During my freshman year of college, my Strength and Conditioning Coach told me that I wasn't physiologically capable of getting in shape. I wasn't physiologically capable. I don't know how many different ways you can interpret that, but to me, I took it as, "no matter how hard you try, no matter how hard you work, you'll never be in the shape you want to be and there's not much you can do to change that fact." Thanks for the pep talk, Coach. To give you some background, this was Fall of my freshman year. At the time, I definitely wasn't one of the most well-conditioned girls on the team (keep in mind that being well-conditioned and looking like you're in shape are two extremely different things). We had strength and conditioning testing every Fall and Winter and I went into my first quarter as a collegiate student athlete with the naive mindset that I wanted to enjoy my last Summer of freedom and so I didn't train nearly as hard as I should have. Huge huge mistake. I'm pretty sure I failed whatever test we were given during our first week of training. I still pitched well and was physically strong, but I wasn't able to run and endure the stamina we were expected to endure.

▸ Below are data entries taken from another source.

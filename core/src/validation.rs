//! Schema validation verdict types.
//!
//! The store's validation battery produces a [`ValidationResult`]: blocking
//! errors mean the ingested data is unusable for reporting, while warnings
//! flag degraded but usable data (an empty optional table). Errors and
//! warnings are independent — a result can carry both — and validity is
//! decided by errors alone.
//!
//! # Examples
//!
//! ```
//! use vm_inventory_core::{ValidationIssue, ValidationResult, codes};
//!
//! let mut result = ValidationResult::default();
//! result.warnings.push(ValidationIssue::new(codes::EMPTY_HOSTS, "no hosts"));
//! assert!(result.is_valid());
//!
//! result.errors.push(ValidationIssue::new(codes::NO_VMS, "vinfo is empty"));
//! assert!(!result.is_valid());
//! assert!(result.to_error().is_some());
//! ```

use serde::{Deserialize, Serialize};
use thiserror::Error;

/// Stable issue codes emitted by the validation battery.
pub mod codes {
    /// The primary VM table contains no rows.
    pub const NO_VMS: &str = "NO_VMS";
    /// No VM row carries a non-empty VM identifier.
    pub const MISSING_VM_ID: &str = "MISSING_VM_ID";
    /// No VM row carries a non-empty VM name.
    pub const MISSING_VM_NAME: &str = "MISSING_VM_NAME";
    pub const EMPTY_HOSTS: &str = "EMPTY_HOSTS";
    pub const EMPTY_DATASTORES: &str = "EMPTY_DATASTORES";
    pub const EMPTY_NETWORKS: &str = "EMPTY_NETWORKS";
    pub const EMPTY_CPU: &str = "EMPTY_CPU";
    pub const EMPTY_MEMORY: &str = "EMPTY_MEMORY";
    pub const EMPTY_DISKS: &str = "EMPTY_DISKS";
    pub const EMPTY_NICS: &str = "EMPTY_NICS";
}

/// A single validation finding with a stable code and a human-readable
/// message.
#[derive(Debug, Clone, PartialEq, Eq, Serialize, Deserialize)]
pub struct ValidationIssue {
    pub code: String,
    pub message: String,
}

impl ValidationIssue {
    pub fn new(code: impl Into<String>, message: impl Into<String>) -> Self {
        Self {
            code: code.into(),
            message: message.into(),
        }
    }
}

/// The outcome of the validation battery.
#[derive(Debug, Clone, Default, PartialEq, Eq, Serialize, Deserialize)]
pub struct ValidationResult {
    pub errors: Vec<ValidationIssue>,
    pub warnings: Vec<ValidationIssue>,
}

impl ValidationResult {
    pub fn has_errors(&self) -> bool {
        !self.errors.is_empty()
    }

    pub fn has_warnings(&self) -> bool {
        !self.warnings.is_empty()
    }

    /// Valid iff there are zero blocking errors, regardless of warnings.
    pub fn is_valid(&self) -> bool {
        !self.has_errors()
    }

    /// Folds the blocking errors into a single error value, or `None`
    /// when the result is valid.
    pub fn to_error(&self) -> Option<InvalidSchema> {
        if self.errors.is_empty() {
            return None;
        }
        let joined = self
            .errors
            .iter()
            .map(|issue| format!("[{}] {}", issue.code, issue.message))
            .collect::<Vec<_>>()
            .join("; ");
        Some(InvalidSchema(joined))
    }
}

/// Blocking validation errors folded into one value, suitable for `?`
/// propagation by callers that refuse to report on invalid data.
#[derive(Debug, Clone, PartialEq, Eq, Error)]
#[error("schema validation failed: {0}")]
pub struct InvalidSchema(String);

#[cfg(test)]
mod tests {
    use super::*;

    #[test]
    fn warnings_do_not_invalidate() {
        let result = ValidationResult {
            errors: vec![],
            warnings: vec![ValidationIssue::new(codes::EMPTY_DISKS, "no disks")],
        };
        assert!(result.is_valid());
        assert!(result.has_warnings());
        assert!(result.to_error().is_none());
    }

    #[test]
    fn to_error_includes_all_codes_and_messages() {
        let result = ValidationResult {
            errors: vec![
                ValidationIssue::new("ERROR_1", "first error"),
                ValidationIssue::new("ERROR_2", "second error"),
            ],
            warnings: vec![],
        };
        let err = result.to_error().unwrap();
        let text = err.to_string();
        assert!(text.contains("ERROR_1"));
        assert!(text.contains("ERROR_2"));
        assert!(text.contains("first error"));
    }
}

So after a few weeks on the field and in the weight room working hard and slowly making improvements, Coach...Pete we'll call him... Coach Pete calls me over one day and says that I'll just never be able to get in shape like the other girls. I'm just not physiologically capable of that. I couldn't believe he was telling me this. I was a little stunned when he first said that to me and I remember a range of emotions hitting me. I was sad because I felt like he was giving up on me. I was pissed because I felt like he didn't believe in me. I was confused because for a second I thought that perhaps he was right. I don't even remember how I responded to be honest. I think I just nodded diligently and went back to completing my assigned lift.

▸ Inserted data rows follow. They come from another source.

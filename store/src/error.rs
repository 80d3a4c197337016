//! Error types for inventory store operations.
//!
//! A unified error type covering database access, per-entity query
//! failures, row decoding, and concern persistence. Listing and aggregate
//! operations always name the entity that failed so callers can diagnose
//! which query went wrong.

use thiserror::Error;

/// Errors that can occur during store operations.
#[derive(Debug, Error)]
pub enum StoreError {
    /// SQLite operation failure outside a specific entity query.
    #[error("database error: {0}")]
    Database(#[from] rusqlite::Error),

    /// A listing or aggregate query failed for a specific entity.
    #[error("querying {entity}: {source}")]
    Query {
        entity: &'static str,
        #[source]
        source: rusqlite::Error,
    },

    /// A row could not be decoded into its typed record.
    #[error("decoding {entity} row: {message}")]
    Decode {
        entity: &'static str,
        message: String,
    },

    /// A concern batch was written without any rows.
    #[error("no concerns to write")]
    EmptyConcernBatch,

    /// The ingest statement pattern failed to compile.
    #[error("ingest statement pattern: {0}")]
    Pattern(#[from] regex::Error),

    /// The VM table carries no vCenter identity ("VI SDK UUID").
    #[error("vCenter identity not found in the VM table")]
    MissingVCenterId,
}

impl StoreError {
    /// Attaches entity context to a failed query.
    pub(crate) fn query(entity: &'static str) -> impl FnOnce(rusqlite::Error) -> Self {
        move |source| Self::Query { entity, source }
    }
}

/// Convenience alias for results with [`StoreError`].
pub type Result<T> = std::result::Result<T, StoreError>;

When I got back to my dorm later that day, I still couldn't get over what Coach Pete had said to me. The thought that something was so far out of my control and having someone tell me there was nothing I could do about it despite my biggest efforts was something I couldn't accept. I was always taught that if I want something badly enough and work hard enough for it, good things will follow. I was always taught that I was capable of ANYTHING. I continued to think about Coach Pete's lack of confidence in my ability and started to cry out of frustration -- yes, my female teenage emotions got the best of me and I cried. I took a minute to be upset and feel sorry for myself but then quickly snapped out of that and turned my frustration into motivation and fuel. His words and thoughts of my inability fed the fire that was already inside me to improve every aspect of my athletic ability. I wanted to show him that I was capable of not only passing his conditioning test, but CRUSHING the numbers he expected us to meet.

"The greatest pleasure in life is in doing what others say you cannot do."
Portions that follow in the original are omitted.